Work required
Only the lines that hold "Overflow" should be in the answer, each copied from the data below.

[Dataset entries]
————

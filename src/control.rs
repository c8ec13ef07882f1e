//! The out-of-line control block shared by every handle of one managed object.
//!
//! A block carries two counters. `strong` is the number of [`SharedPtr`]s
//! keeping the object alive. `weak` is the number of [`Weak`]s plus one unit
//! held collectively by the strong side while `strong > 0`. The object is
//! destroyed when `strong` drops to zero; the block itself is freed when `weak`
//! drops to zero, which cannot happen before the strong side has given its unit
//! back.
//!
//! [`SharedPtr`]: crate::SharedPtr
//! [`Weak`]: crate::Weak

use core::{
    cell::UnsafeCell,
    mem::ManuallyDrop,
    ptr::{addr_of_mut, NonNull},
    sync::atomic::{fence, AtomicUsize, Ordering},
};

#[cfg(not(target_has_atomic = "ptr"))]
compile_error!("Cannot use `SharedPtr` on a system without atomics.");

pub(crate) const MAX_REFCOUNT: usize = (isize::MAX) as usize;

/// The destruction policy of a managed object.
///
/// Any `FnOnce(NonNull<M>)` is a deleter. [`DefaultDeleter`] frees a pointer
/// obtained from [`Box::into_raw`].
///
/// ```
/// use std::ptr::NonNull;
/// use std::sync::atomic::{AtomicBool, Ordering};
/// use std::sync::Arc;
/// use sharc::SharedPtr;
///
/// let called = Arc::new(AtomicBool::new(false));
/// let flag = called.clone();
/// let raw = Box::into_raw(Box::new(5u64));
/// let ptr = unsafe {
///     SharedPtr::from_raw_with(raw, move |p: NonNull<u64>| {
///         drop(unsafe { Box::from_raw(p.as_ptr()) });
///         flag.store(true, Ordering::SeqCst);
///     })
/// };
/// drop(ptr);
/// assert!(called.load(Ordering::SeqCst));
/// ```
pub trait Deleter<M: ?Sized> {
    /// Release the object behind `ptr`.
    ///
    /// # Safety
    /// `ptr` is the pointer the deleter was registered with, and it is handed
    /// over exactly once.
    unsafe fn delete(self, ptr: NonNull<M>);
}

impl<M: ?Sized, F> Deleter<M> for F
where
    F: FnOnce(NonNull<M>),
{
    #[inline]
    unsafe fn delete(self, ptr: NonNull<M>) {
        self(ptr)
    }
}

/// Frees a pointer that came from [`Box::into_raw`].
#[derive(Debug, Default, Clone, Copy)]
pub struct DefaultDeleter;

impl<M: ?Sized> Deleter<M> for DefaultDeleter {
    #[inline]
    unsafe fn delete(self, ptr: NonNull<M>) {
        drop(unsafe { Box::from_raw(ptr.as_ptr()) });
    }
}

/// Releases the managed object without touching the block's own storage.
pub(crate) trait Destroy {
    /// # Safety
    /// Called at most once, by the thread that observed `strong` reach zero.
    unsafe fn destroy(&mut self);
}

/// A managed object living in its own allocation, released by a deleter.
pub(crate) struct WithPointer<M: ?Sized, D> {
    ptr: Option<NonNull<M>>,
    deleter: Option<D>,
}

impl<M: ?Sized, D: Deleter<M>> Destroy for WithPointer<M, D> {
    unsafe fn destroy(&mut self) {
        if let (Some(ptr), Some(deleter)) = (self.ptr.take(), self.deleter.take()) {
            unsafe { deleter.delete(ptr) };
        }
    }
}

/// A managed object embedded in the block.
pub(crate) struct WithValue<T> {
    value: ManuallyDrop<T>,
}

impl<T> Destroy for WithValue<T> {
    unsafe fn destroy(&mut self) {
        unsafe { ManuallyDrop::drop(&mut self.value) };
    }
}

#[repr(C)]
pub(crate) struct ControlBlock<P: ?Sized = dyn Destroy> {
    strong: AtomicUsize,
    weak: AtomicUsize,
    payload: UnsafeCell<P>,
}

impl<P: Destroy> ControlBlock<P> {
    fn allocate(payload: P) -> NonNull<ControlBlock<P>> {
        let block = Box::new(ControlBlock {
            strong: AtomicUsize::new(1),
            weak: AtomicUsize::new(1),
            payload: UnsafeCell::new(payload),
        });
        NonNull::from(Box::leak(block))
    }
}

/// A copyable reference to a control block.
///
/// It does not own anything by itself: every holder is accounted for in one of
/// the counters, and the counting primitives below are the only way the block
/// is ever destroyed or freed.
#[derive(Clone, Copy)]
pub(crate) struct BlockRef(NonNull<ControlBlock>);

impl BlockRef {
    /// Allocate a block with `strong == 1` and `weak == 1` that will hand `ptr`
    /// to `deleter` when the last strong reference goes away.
    pub(crate) fn with_pointer<M, D>(ptr: NonNull<M>, deleter: D) -> Self
    where
        M: ?Sized + 'static,
        D: Deleter<M> + 'static,
    {
        let block = ControlBlock::allocate(WithPointer {
            ptr: Some(ptr),
            deleter: Some(deleter),
        });
        BlockRef(block)
    }

    /// Allocate a block that embeds `value`, returning the value's address.
    pub(crate) fn with_value<T: 'static>(value: T) -> (Self, NonNull<T>) {
        let block = ControlBlock::allocate(WithValue {
            value: ManuallyDrop::new(value),
        });
        let value = unsafe {
            let payload = (*block.as_ptr()).payload.get();
            NonNull::new_unchecked(addr_of_mut!((*payload).value)).cast::<T>()
        };
        (BlockRef(block), value)
    }

    /// Address of the block, without the vtable.
    #[inline]
    pub(crate) fn addr(self) -> usize {
        self.0.cast::<u8>().as_ptr() as usize
    }

    #[inline]
    fn block(&self) -> &ControlBlock {
        unsafe { self.0.as_ref() }
    }

    #[inline]
    pub(crate) fn strong_count(self) -> usize {
        self.block().strong.load(Ordering::Relaxed)
    }

    #[inline]
    pub(crate) fn weak_count(self) -> usize {
        self.block().weak.load(Ordering::Relaxed)
    }

    /// Take one more strong unit. The caller must already hold a strong unit
    /// (or otherwise know the block is alive).
    #[inline]
    pub(crate) fn increment_strong(self) {
        let prev = self.block().strong.fetch_add(1, Ordering::Relaxed);
        if prev > MAX_REFCOUNT {
            panic!("Overflow of maximum strong reference count.");
        }
        if prev == 0 {
            log::warn!("strong count of control block {:p} raised from zero", self.0);
            self.block().weak.fetch_add(1, Ordering::Relaxed);
        }
    }

    /// Take one more strong unit unless the object has already been destroyed.
    #[inline]
    pub(crate) fn try_increment_strong(self) -> bool {
        self.block()
            .strong
            .fetch_update(Ordering::Acquire, Ordering::Relaxed, |n| {
                // Zero is permanent: once observed, the object is gone.
                if n == 0 {
                    return None;
                }
                assert!(
                    n <= MAX_REFCOUNT,
                    "Overflow of maximum strong reference count."
                );
                Some(n + 1)
            })
            .is_ok()
    }

    /// Give back one strong unit, destroying the object on the last one.
    ///
    /// # Safety
    /// The caller owns a strong unit and must not use the block afterwards
    /// through that unit.
    #[inline]
    pub(crate) unsafe fn decrement_strong(self) {
        let prev = self.block().strong.fetch_sub(1, Ordering::Release);
        if prev == 0 {
            invariant_violation(self, "strong count decremented below zero");
        }
        if prev != 1 {
            return;
        }

        // Pairs with the Release above on every other thread's decrement, so
        // their writes to the object happen-before its destruction.
        fence(Ordering::Acquire);
        log::trace!("destroying object managed by control block {:p}", self.0);
        unsafe { (*self.block().payload.get()).destroy() };

        // Return the unit the strong side held on the weak count.
        unsafe { self.decrement_weak() };
    }

    #[inline]
    pub(crate) fn increment_weak(self) {
        let prev = self.block().weak.fetch_add(1, Ordering::Relaxed);
        if prev > MAX_REFCOUNT {
            panic!("Overflow of maximum weak reference count.");
        }
    }

    /// Give back one weak unit, freeing the block on the last one.
    ///
    /// # Safety
    /// The caller owns a weak unit and must not use the block afterwards
    /// through that unit.
    #[inline]
    pub(crate) unsafe fn decrement_weak(self) {
        let prev = self.block().weak.fetch_sub(1, Ordering::Release);
        if prev == 0 {
            invariant_violation(self, "weak count decremented below zero");
        }
        if prev != 1 {
            return;
        }

        fence(Ordering::Acquire);
        log::trace!("freeing control block {:p}", self.0);
        drop(unsafe { Box::from_raw(self.0.as_ptr()) });
    }
}

#[cold]
#[inline(never)]
fn invariant_violation(block: BlockRef, what: &str) -> ! {
    log::error!("control block {:p}: {what}", block.0);
    std::process::abort()
}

————

Response to the task
            panic!("Overflow of maximum strong reference count.");
                    "Overflow of maximum strong reference count."
            panic!("Overflow of maximum weak reference count.");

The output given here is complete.